Abstract

Objective: Assess the concordance between Psycho-Assistant (PA) and the Structured Inventory of Malingered Symptomatology (SIMS) for the assessment of symptom exaggeration. Method: A total of 31 post-MVA compensation-seeking consecutive referrals were evaluated, which was 44% male with an average age of 39.6 years (SD = 15.3) and 13.8 years of education (SD = 2.2). Linear regression models with backwards elimination to minimize suppressor effects were used to compare various PA and SIMS variables. Results: A model predicting SIMS total score (R = .65; F(3, 27) = 6.62, p = 0.002) was associated with slower PA performance times and lower scores on its third subtest (retesting with distorted images accompanied by random feedback) and accounted for 36% of adjusted variance.

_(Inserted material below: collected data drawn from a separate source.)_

//! # Templates
//!
//! A template is a base image plus its text-slot geometry. Templates are
//! registered once and never mutated; editing sessions only reference them.
//!
//! ```
//! use memeforge::template::{SourceKind, Template};
//!
//! let json = r#"{
//!     "name": "Drake",
//!     "image_url": "https://i.imgflip.com/30b1gx.jpg",
//!     "text_areas": [
//!         {"x": 600, "y": 0, "width": 600, "height": 600, "default_text": "Top"},
//!         {"x": 600, "y": 600, "width": 600, "height": 600, "default_text": "Bottom"}
//!     ]
//! }"#;
//!
//! let template = Template::from_json(json).unwrap();
//! assert_eq!(template.text_areas[1].id.as_str(), "area-1");
//! assert_eq!(template.source, SourceKind::ReferenceNormalized { reference_width: 1200.0 });
//! ```

pub mod content;

pub use content::{Align, FreeText, TextContent, TextItem, TextStyle, TextTarget};

use serde::{Deserialize, Serialize};
use std::fmt;

use crate::error::{MemeforgeError, Result};

/// Nominal width that imported templates express their coordinates against.
pub const DEFAULT_REFERENCE_WIDTH: f32 = 1200.0;

/// Host whose templates are authored in reference-normalized coordinates.
const REFERENCE_NORMALIZED_HOST: &str = "imgflip.com";

/// Stable identifier of a text area within its template.
#[derive(Debug, Clone, PartialEq, Eq, Hash, PartialOrd, Ord, Serialize, Deserialize)]
#[serde(transparent)]
pub struct AreaId(pub String);

impl AreaId {
    pub fn new(id: impl Into<String>) -> Self {
        AreaId(id.into())
    }

    /// Identifier assigned to an area that was registered without one.
    pub fn positional(index: usize) -> Self {
        AreaId(format!("area-{}", index))
    }

    pub fn as_str(&self) -> &str {
        &self.0
    }
}

impl fmt::Display for AreaId {
    fn fmt(&self, f: &mut fmt::Formatter<'_>) -> fmt::Result {
        f.write_str(&self.0)
    }
}

/// Coordinate space the template's text areas are expressed in.
#[derive(Debug, Clone, Copy, PartialEq, Serialize, Deserialize)]
#[serde(tag = "kind", rename_all = "snake_case")]
pub enum SourceKind {
    /// Areas are in the image's own pixel space.
    Native,
    /// Areas are fractions of a fixed nominal width.
    ReferenceNormalized { reference_width: f32 },
}

impl SourceKind {
    /// Guess the coordinate space from where the image comes from.
    pub fn detect(image_url: &str) -> Self {
        if image_url.contains(REFERENCE_NORMALIZED_HOST) {
            SourceKind::ReferenceNormalized {
                reference_width: DEFAULT_REFERENCE_WIDTH,
            }
        } else {
            SourceKind::Native
        }
    }
}

/// One rectangular text slot.
#[derive(Debug, Clone, PartialEq, Serialize, Deserialize)]
pub struct TextArea {
    /// Filled with a positional id when the source omits one.
    #[serde(default = "AreaId::unassigned")]
    pub id: AreaId,
    pub x: f32,
    pub y: f32,
    pub width: f32,
    pub height: f32,
    #[serde(default)]
    pub default_text: String,
}

impl AreaId {
    fn unassigned() -> Self {
        AreaId(String::new())
    }
}

impl TextArea {
    pub fn new(x: f32, y: f32, width: f32, height: f32) -> Self {
        Self {
            id: AreaId::unassigned(),
            x,
            y,
            width,
            height,
            default_text: String::new(),
        }
    }

    pub fn with_id(mut self, id: impl Into<String>) -> Self {
        self.id = AreaId::new(id);
        self
    }

    pub fn with_default_text(mut self, text: impl Into<String>) -> Self {
        self.default_text = text.into();
        self
    }
}

/// A reusable base image plus text-slot geometry.
#[derive(Debug, Clone, PartialEq, Serialize, Deserialize)]
#[serde(from = "RawTemplate")]
pub struct Template {
    pub name: String,
    pub image_url: String,
    pub text_areas: Vec<TextArea>,
    pub source: SourceKind,
}

/// Wire shape of a template; `source` is optional and detected when absent.
#[derive(Deserialize)]
struct RawTemplate {
    #[serde(default)]
    name: String,
    image_url: String,
    #[serde(default)]
    text_areas: Vec<TextArea>,
    #[serde(default)]
    source: Option<SourceKind>,
}

impl From<RawTemplate> for Template {
    fn from(raw: RawTemplate) -> Self {
        let source = raw.source.unwrap_or_else(|| SourceKind::detect(&raw.image_url));
        Template::with_source(raw.name, raw.image_url, raw.text_areas, source)
    }
}

impl Template {
    /// Register a template, detecting its coordinate space from the URL.
    pub fn new(name: impl Into<String>, image_url: impl Into<String>, text_areas: Vec<TextArea>) -> Self {
        let image_url = image_url.into();
        let source = SourceKind::detect(&image_url);
        Self::with_source(name, image_url, text_areas, source)
    }

    /// Register a template with an explicit coordinate space.
    pub fn with_source(
        name: impl Into<String>,
        image_url: impl Into<String>,
        mut text_areas: Vec<TextArea>,
        source: SourceKind,
    ) -> Self {
        for (index, area) in text_areas.iter_mut().enumerate() {
            if area.id.0.is_empty() {
                area.id = AreaId::positional(index);
            }
        }
        Self {
            name: name.into(),
            image_url: image_url.into(),
            text_areas,
            source,
        }
    }

    /// Parse and validate a template from JSON.
    pub fn from_json(json: &str) -> Result<Self> {
        let template: Template = serde_json::from_str(json)
            .map_err(|e| MemeforgeError::Template(format!("Invalid template JSON: {}", e)))?;
        template.validate()?;
        Ok(template)
    }

    /// Reject templates the renderer could not place text for.
    pub fn validate(&self) -> Result<()> {
        if self.image_url.trim().is_empty() {
            return Err(MemeforgeError::Template("image_url must be non-empty".to_string()));
        }
        if let SourceKind::ReferenceNormalized { reference_width } = self.source
            && !(reference_width.is_finite() && reference_width > 0.0)
        {
            return Err(MemeforgeError::Template(
                "reference_width must be finite and > 0".to_string(),
            ));
        }
        let mut seen = std::collections::HashSet::new();
        for area in &self.text_areas {
            if !seen.insert(&area.id) {
                return Err(MemeforgeError::Template(format!(
                    "duplicate text area id '{}'",
                    area.id
                )));
            }
            let values = [area.x, area.y, area.width, area.height];
            if values.iter().any(|v| !v.is_finite()) || area.width < 0.0 || area.height < 0.0 {
                return Err(MemeforgeError::Template(format!(
                    "text area '{}' has invalid geometry",
                    area.id
                )));
            }
        }
        Ok(())
    }

    /// Look up an area by id.
    pub fn area(&self, id: &AreaId) -> Option<&TextArea> {
        self.text_areas.iter().find(|a| &a.id == id)
    }

    /// Look up an area by id, or by position when `key` is a bare number.
    pub fn find_area(&self, key: &str) -> Option<&TextArea> {
        let key = key.trim();
        match key.parse::<usize>() {
            Ok(index) => self.text_areas.get(index),
            Err(_) => self.area(&AreaId::new(key)),
        }
    }
}
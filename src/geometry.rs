//! # Geometry and Scale Mapping
//!
//! Converts template-space text areas into canvas pixels.
//!
//! The canvas size and the `scale` factor are always produced together by
//! [`fit_canvas`] and travel as one [`CanvasGeometry`] value, so text placement
//! can never use a scale that belongs to a different canvas size.

use serde::Serialize;

use crate::template::{SourceKind, TextArea};

/// Axis-aligned rectangle in canvas pixels.
#[derive(Debug, Clone, Copy, Default, PartialEq, Serialize)]
pub struct Rect {
    pub x: f32,
    pub y: f32,
    pub width: f32,
    pub height: f32,
}

impl Rect {
    pub const fn new(x: f32, y: f32, width: f32, height: f32) -> Self {
        Self {
            x,
            y,
            width,
            height,
        }
    }

    pub fn center(&self) -> (f32, f32) {
        (self.x + self.width / 2.0, self.y + self.height / 2.0)
    }

    pub fn is_empty(&self) -> bool {
        self.width <= 0.0 || self.height <= 0.0
    }
}

/// Rendered canvas size plus the image-to-canvas scale.
#[derive(Debug, Clone, Copy, PartialEq, Serialize)]
pub struct CanvasGeometry {
    pub width: u32,
    pub height: u32,
    /// Canvas width divided by the original image width.
    pub scale: f32,
}

/// Compute the canvas size for an image, bounded by `max_width` × `max_height`.
///
/// Width is capped first, then height; aspect ratio is preserved and both
/// dimensions are rounded to whole pixels. Images inside the bound are not
/// upscaled.
pub fn fit_canvas(image_width: u32, image_height: u32, max_width: u32, max_height: u32) -> CanvasGeometry {
    if image_width == 0 || image_height == 0 {
        return CanvasGeometry {
            width: 0,
            height: 0,
            scale: 0.0,
        };
    }

    let ratio = image_width as f64 / image_height as f64;
    let mut width = image_width as f64;
    let mut height = image_height as f64;

    if width > max_width as f64 {
        width = max_width as f64;
        height = width / ratio;
    }
    if height > max_height as f64 {
        height = max_height as f64;
        width = height * ratio;
    }

    let width = (width.round() as u32).max(1);
    let height = (height.round() as u32).max(1);

    CanvasGeometry {
        width,
        height,
        scale: width as f32 / image_width as f32,
    }
}

/// Map a text area into canvas pixels.
///
/// Reference-normalized areas scale every coordinate, including `y` and
/// `height`, against the canvas *width*. Imported templates were authored
/// that way and their stored geometry depends on it.
///
/// An absent area maps to a zero rectangle; callers skip rendering it.
pub fn map_area_to_canvas(area: Option<&TextArea>, geometry: CanvasGeometry, source: SourceKind) -> Rect {
    let Some(area) = area else {
        return Rect::default();
    };

    match source {
        SourceKind::ReferenceNormalized { reference_width } => {
            let canvas_width = geometry.width as f32;
            let norm = |v: f32| canvas_width * (v / reference_width);
            Rect::new(norm(area.x), norm(area.y), norm(area.width), norm(area.height))
        }
        SourceKind::Native => {
            let s = geometry.scale;
            Rect::new(area.x * s, area.y * s, area.width * s, area.height * s)
        }
    }
}

#[cfg(test)]
mod tests {
    use super::*;

    #[test]
    fn test_native_mapping_scenario() {
        // 400x200 image shown at half size
        let geometry = CanvasGeometry {
            width: 200,
            height: 100,
            scale: 0.5,
        };
        let area = TextArea::new(0.0, 0.0, 200.0, 100.0);
        let rect = map_area_to_canvas(Some(&area), geometry, SourceKind::Native);
        assert_eq!(rect, Rect::new(0.0, 0.0, 100.0, 50.0));
    }

    #[test]
    fn test_reference_normalized_uses_width_for_y() {
        let geometry = CanvasGeometry {
            width: 600,
            height: 300,
            scale: 0.5,
        };
        let area = TextArea::new(600.0, 120.0, 600.0, 240.0);
        let source = SourceKind::ReferenceNormalized {
            reference_width: 1200.0,
        };
        let rect = map_area_to_canvas(Some(&area), geometry, source);
        assert_eq!(rect, Rect::new(300.0, 60.0, 300.0, 120.0));
    }

    #[test]
    fn test_absent_area_is_zero() {
        let geometry = fit_canvas(100, 100, 800, 800);
        let rect = map_area_to_canvas(None, geometry, SourceKind::Native);
        assert!(rect.is_empty());
        assert_eq!(rect, Rect::default());
    }

    #[test]
    fn test_fit_wide_image() {
        let g = fit_canvas(1600, 900, 800, 800);
        assert_eq!(g.width, 800);
        assert_eq!(g.height, 450);
        assert_eq!(g.scale, 800.0 / 1600.0);
    }

    #[test]
    fn test_fit_rounds_height() {
        let g = fit_canvas(1000, 333, 800, 800);
        assert_eq!(g.width, 800);
        assert_eq!(g.height, (800.0f64 * 333.0 / 1000.0).round() as u32);
        assert_eq!(g.scale, 0.8);
    }

    #[test]
    fn test_fit_tall_image_caps_height() {
        let g = fit_canvas(500, 1000, 800, 800);
        assert_eq!(g.height, 800);
        assert_eq!(g.width, 400);
        assert_eq!(g.scale, 400.0 / 500.0);
    }

    #[test]
    fn test_fit_small_image_not_upscaled() {
        let g = fit_canvas(300, 200, 800, 800);
        assert_eq!((g.width, g.height), (300, 200));
        assert_eq!(g.scale, 1.0);
    }

    #[test]
    fn test_scale_consistency_property() {
        for &(w, h) in &[(801u32, 600u32), (1024, 768), (4000, 3000), (2000, 1999), (5000, 7)] {
            let g = fit_canvas(w, h, 800, 800);
            assert_eq!(g.width, 800, "{}x{}", w, h);
            assert_eq!(g.height, (800.0f64 * h as f64 / w as f64).round().max(1.0) as u32);
            assert_eq!(g.scale, g.width as f32 / w as f32);
        }
    }

    #[test]
    fn test_rect_center() {
        assert_eq!(Rect::new(10.0, 20.0, 100.0, 50.0).center(), (60.0, 45.0));
    }
}
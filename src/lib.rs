//! # Memeforge - Meme and Collage Compositing
//!
//! Memeforge turns a template image plus user text into a finished meme. It
//! provides:
//!
//! - **Templates**: text-slot geometry in native or reference-normalized units
//! - **Text layout**: greedy word wrap, stroke-then-fill captions, alignment
//! - **Filters**: brightness, contrast and saturation with a manual fallback
//! - **Sessions**: ordered render passes with stale-result rejection
//! - **Drag**: pointer repositioning of captions by relative deltas
//! - **Styles**: optional artistic looks, local or over HTTP
//! - **Collages**: several images in fixed layouts with freeform text
//!
//! ## Quick Start
//!
//! ```no_run
//! use std::sync::Arc;
//! use memeforge::{
//!     DefaultImageLoader, EditingSession, EditorConfig, FontRegistry,
//!     render::RenderContext, template::{AreaId, Template},
//! };
//!
//! # async fn demo() -> memeforge::Result<()> {
//! let template = Template::from_json(&std::fs::read_to_string("drake.json")?)?;
//! let config = EditorConfig::default();
//! let fonts = Arc::new(FontRegistry::from_paths(&config.fonts));
//! let mut session = EditingSession::new(Arc::new(template), &config, fonts)?;
//!
//! session.set_text(&AreaId::positional(0), "writing tests")?;
//! session.set_text(&AreaId::positional(1), "writing tests that pass")?;
//!
//! let ctx = RenderContext::with_default_client()?.with_capacity(config.cache.max_images);
//! let loader = DefaultImageLoader::new(ctx);
//! session.render(&loader).await?;
//! std::fs::write("meme.png", session.export(image::ImageFormat::Png)?)?;
//! # Ok(())
//! # }
//! ```
//!
//! ## Module Overview
//!
//! | Module | Description |
//! |--------|-------------|
//! | [`template`] | Templates, text areas and editable text content |
//! | [`geometry`] | Canvas fitting and area mapping |
//! | [`text`] | Fonts, wrapping and caption drawing |
//! | [`filter`] | Image adjustment engines |
//! | [`render`] | Render passes and their results |
//! | [`session`] | Editing state and render sequencing |
//! | [`drag`] | Hit testing and pointer drags |
//! | [`style`] | Artistic style collaborators |
//! | [`collage`] | Multi-image layouts |
//! | [`resolve`] | Image loading from URLs, data URLs and files |
//! | [`config`] | TOML configuration |
//! | [`error`] | Error types |

pub mod collage;
pub mod config;
pub mod drag;
pub mod error;
pub mod filter;
pub mod geometry;
pub mod render;
pub mod resolve;
pub mod session;
pub mod shader;
pub mod style;
pub mod template;
pub mod text;

// Re-exports for convenience
pub use config::EditorConfig;
pub use error::{MemeforgeError, Result};
pub use filter::{FilterEngine, FilterSettings};
pub use resolve::{DefaultImageLoader, ImageLoader};
pub use session::EditingSession;
pub use template::Template;
pub use text::FontRegistry;
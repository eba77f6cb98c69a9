//! # Pixel Math
//!
//! Reusable building blocks for filters, style looks and text compositing.
//!
//! ## Categories
//!
//! - [`adjust`]: Brightness, contrast, clamping, posterize
//! - [`blend`]: Interpolation, blend modes, source-over compositing
//! - [`color`]: RGB↔HSV conversion and parsed color values

pub mod adjust;
pub mod blend;
pub mod color;

// Re-export all primitives at the top level for convenience
pub use adjust::*;
pub use blend::*;
pub use color::*;
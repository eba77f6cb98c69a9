//! # Editor Configuration
//!
//! Every field has a default, so an empty or missing file is a valid config.
//!
//! ```toml
//! [canvas]
//! max_width = 800
//! max_height = 800
//!
//! [text]
//! min_font_px = 24.0
//! min_stroke_px = 3.0
//!
//! [filter]
//! engine = "manual"
//!
//! [fonts]
//! Impact = "/usr/share/fonts/truetype/impact.ttf"
//!
//! [cache]
//! max_images = 8
//!
//! [style]
//! timeout_secs = 20
//! backend = { kind = "remote", endpoint = "http://localhost:8080/stylize" }
//! ```

use serde::{Deserialize, Serialize};
use std::collections::BTreeMap;
use std::path::{Path, PathBuf};
use std::time::Duration;

use crate::error::{MemeforgeError, Result};
use crate::filter::FilterEngine;
use crate::style::StyleBackend;

/// Bound the rendered canvas must fit in.
#[derive(Debug, Clone, Copy, PartialEq, Serialize, Deserialize)]
#[serde(default)]
pub struct CanvasConfig {
    pub max_width: u32,
    pub max_height: u32,
}

impl Default for CanvasConfig {
    fn default() -> Self {
        Self {
            max_width: 800,
            max_height: 800,
        }
    }
}

/// Text sizing and hit-testing constants.
#[derive(Debug, Clone, Copy, PartialEq, Serialize, Deserialize)]
#[serde(default)]
pub struct TextConfig {
    /// Smallest font size in canvas pixels.
    pub min_font_px: f32,
    /// Thinnest outline in canvas pixels.
    pub min_stroke_px: f32,
    /// Line height as a multiple of the font size.
    pub line_height: f32,
    /// Fraction of the mapped area width text may wrap to.
    pub wrap_ratio: f32,
    /// Smallest hit box around a template text anchor.
    pub hit_box_floor: f32,
    /// Smallest hit box around a freeform text anchor.
    pub free_hit_box_floor: f32,
}

impl Default for TextConfig {
    fn default() -> Self {
        Self {
            min_font_px: 24.0,
            min_stroke_px: 3.0,
            line_height: 1.2,
            wrap_ratio: 0.9,
            hit_box_floor: 50.0,
            free_hit_box_floor: 100.0,
        }
    }
}

#[derive(Debug, Clone, Copy, Default, PartialEq, Serialize, Deserialize)]
#[serde(default)]
pub struct FilterConfig {
    pub engine: FilterEngine,
}

/// Decoded-image cache bounds.
#[derive(Debug, Clone, Copy, PartialEq, Serialize, Deserialize)]
#[serde(default)]
pub struct CacheConfig {
    /// Most decoded images kept in memory; least recently used go first.
    pub max_images: usize,
}

impl Default for CacheConfig {
    fn default() -> Self {
        Self { max_images: 16 }
    }
}

/// Style collaborator selection.
#[derive(Debug, Clone, PartialEq, Serialize, Deserialize)]
#[serde(default)]
pub struct StyleConfig {
    pub backend: StyleBackend,
    pub timeout_secs: u64,
}

impl Default for StyleConfig {
    fn default() -> Self {
        Self {
            backend: StyleBackend::Local,
            timeout_secs: 30,
        }
    }
}

impl StyleConfig {
    pub fn timeout(&self) -> Duration {
        Duration::from_secs(self.timeout_secs)
    }
}

/// Top-level editor configuration.
#[derive(Debug, Clone, Default, PartialEq, Serialize, Deserialize)]
#[serde(default)]
pub struct EditorConfig {
    pub canvas: CanvasConfig,
    pub text: TextConfig,
    pub filter: FilterConfig,
    /// Font family name to TrueType file.
    pub fonts: BTreeMap<String, PathBuf>,
    pub cache: CacheConfig,
    pub style: StyleConfig,
}

impl EditorConfig {
    /// Parse a TOML document.
    pub fn from_toml(content: &str) -> Result<Self> {
        let config: EditorConfig =
            toml::from_str(content).map_err(|e| MemeforgeError::Config(format!("Invalid config: {}", e)))?;
        config.validate()?;
        Ok(config)
    }

    /// Load a TOML file.
    pub fn load(path: &Path) -> Result<Self> {
        let content = std::fs::read_to_string(path)
            .map_err(|e| MemeforgeError::Config(format!("Failed to read {}: {}", path.display(), e)))?;
        Self::from_toml(&content)
    }

    /// Load `path` if given, otherwise use defaults.
    pub fn load_or_default(path: Option<&Path>) -> Result<Self> {
        match path {
            Some(path) => Self::load(path),
            None => Ok(Self::default()),
        }
    }

    fn validate(&self) -> Result<()> {
        if self.canvas.max_width == 0 || self.canvas.max_height == 0 {
            return Err(MemeforgeError::Config("canvas bounds must be > 0".to_string()));
        }
        let positive = [
            ("text.min_font_px", self.text.min_font_px),
            ("text.line_height", self.text.line_height),
            ("text.wrap_ratio", self.text.wrap_ratio),
        ];
        for (name, value) in positive {
            if !(value.is_finite() && value > 0.0) {
                return Err(MemeforgeError::Config(format!("{} must be > 0, got {}", name, value)));
            }
        }
        let non_negative = [
            ("text.min_stroke_px", self.text.min_stroke_px),
            ("text.hit_box_floor", self.text.hit_box_floor),
            ("text.free_hit_box_floor", self.text.free_hit_box_floor),
        ];
        for (name, value) in non_negative {
            if !(value.is_finite() && value >= 0.0) {
                return Err(MemeforgeError::Config(format!("{} must be >= 0, got {}", name, value)));
            }
        }
        if self.cache.max_images == 0 {
            return Err(MemeforgeError::Config("cache.max_images must be > 0".to_string()));
        }
        if let StyleBackend::Remote { endpoint, .. } = &self.style.backend
            && endpoint.trim().is_empty()
        {
            return Err(MemeforgeError::Config("style.backend.endpoint must be set".to_string()));
        }
        Ok(())
    }
}
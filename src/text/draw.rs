//! Stroke-then-fill text compositing onto an RGBA canvas.

use image::RgbaImage;
use rayon::prelude::*;

use super::font::{FontFace, GlyphMask};
use super::wrap::line_offset;
use crate::error::Result;
use crate::shader::{Color, source_over};
use crate::template::Align;

/// Everything needed to paint one wrapped text block.
#[derive(Debug, Clone, Copy)]
pub struct TextPaint {
    /// Font size in canvas pixels.
    pub px: f32,
    /// Outline width in canvas pixels (0 disables the stroke).
    pub stroke_px: f32,
    pub line_height: f32,
    pub fill: Color,
    pub stroke: Color,
    pub align: Align,
}

/// Grow a coverage mask by `radius` pixels in every direction.
///
/// A canvas stroke of width `w` extends `w / 2` outside the glyph edge, so
/// outlines use `radius = stroke_px / 2`. The result is padded by
/// `ceil(radius)` on each side.
pub fn dilate(mask: &GlyphMask, radius: f32) -> (GlyphMask, usize) {
    let pad = radius.max(0.0).ceil() as usize;
    let out_w = mask.width + 2 * pad;
    let out_h = mask.height + 2 * pad;
    let mut out = GlyphMask::new(out_w, out_h);
    let r = pad as i64;

    out.data
        .par_chunks_mut(out_w)
        .enumerate()
        .for_each(|(oy, row)| {
            for (ox, cell) in row.iter_mut().enumerate() {
                let mut best = 0.0f32;
                for dy in -r..=r {
                    let sy = oy as i64 - pad as i64 + dy;
                    if sy < 0 || sy >= mask.height as i64 {
                        continue;
                    }
                    for dx in -r..=r {
                        let sx = ox as i64 - pad as i64 + dx;
                        if sx < 0 || sx >= mask.width as i64 {
                            continue;
                        }
                        let dist = ((dx * dx + dy * dy) as f32).sqrt();
                        let weight = (radius + 0.5 - dist).clamp(0.0, 1.0);
                        if weight <= 0.0 {
                            continue;
                        }
                        let v = mask.get(sx as usize, sy as usize) * weight;
                        if v > best {
                            best = v;
                        }
                    }
                }
                *cell = best;
            }
        });

    (out, pad)
}

/// Paint a coverage mask in `color` with its top-left at (`left`, `top`).
pub fn paint_mask(canvas: &mut RgbaImage, mask: &GlyphMask, left: i64, top: i64, color: Color) {
    let (cw, ch) = (canvas.width() as i64, canvas.height() as i64);
    for my in 0..mask.height {
        let y = top + my as i64;
        if y < 0 || y >= ch {
            continue;
        }
        for mx in 0..mask.width {
            let x = left + mx as i64;
            if x < 0 || x >= cw {
                continue;
            }
            let coverage = mask.get(mx, my);
            if coverage <= 0.0 {
                continue;
            }
            let dst = canvas.get_pixel_mut(x as u32, y as u32);
            *dst = source_over(*dst, color.0, coverage);
        }
    }
}

/// Draw wrapped lines centered vertically on `anchor`.
///
/// Each line is stroked, then filled, before the next line is touched, so a
/// fill always sits on top of its own outline.
pub fn draw_text_block(
    canvas: &mut RgbaImage,
    face: &dyn FontFace,
    lines: &[String],
    anchor: (f32, f32),
    paint: &TextPaint,
) -> Result<()> {
    let count = lines.len();
    for (index, line) in lines.iter().enumerate() {
        let mask = face.rasterize(line, paint.px)?;
        let line_y = anchor.1 + line_offset(index, count, paint.line_height);
        let width = face.measure(line, paint.px)?;

        let left = match paint.align {
            Align::Left => anchor.0,
            Align::Center => anchor.0 - width / 2.0,
            Align::Right => anchor.0 - width,
        };
        let top = line_y - mask.height as f32 / 2.0;
        let (left, top) = (left.round() as i64, top.round() as i64);

        if paint.stroke_px > 0.0 {
            let (outline, pad) = dilate(&mask, paint.stroke_px / 2.0);
            paint_mask(canvas, &outline, left - pad as i64, top - pad as i64, paint.stroke);
        }
        paint_mask(canvas, &mask, left, top, paint.fill);
    }
    Ok(())
}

Another model predicting the number of PA subtest cutoffs failed (0–3) was also highly significant (R = .62; F = 5.63, p = 0.004) with the final model including SIMS subtests predictors Neuro-Impairment (p = .004), Low Intelligence (p = .04) and Affective Disorders (p = .07). Conclusion(s): Most self-report measures have low concordance with cognitive symptom validity tests (SVTs). These results suggest some utility for the self-reported SIMS relative to PA. However it is noteworthy that SIMS scales for Psychosis and Amnestic Disorder were unrelated to PA performance. Given the excellent cross-validation of PA with TOMM, CARB and the WMT, these results support utility of the SIMS as a screen for CSV concerns.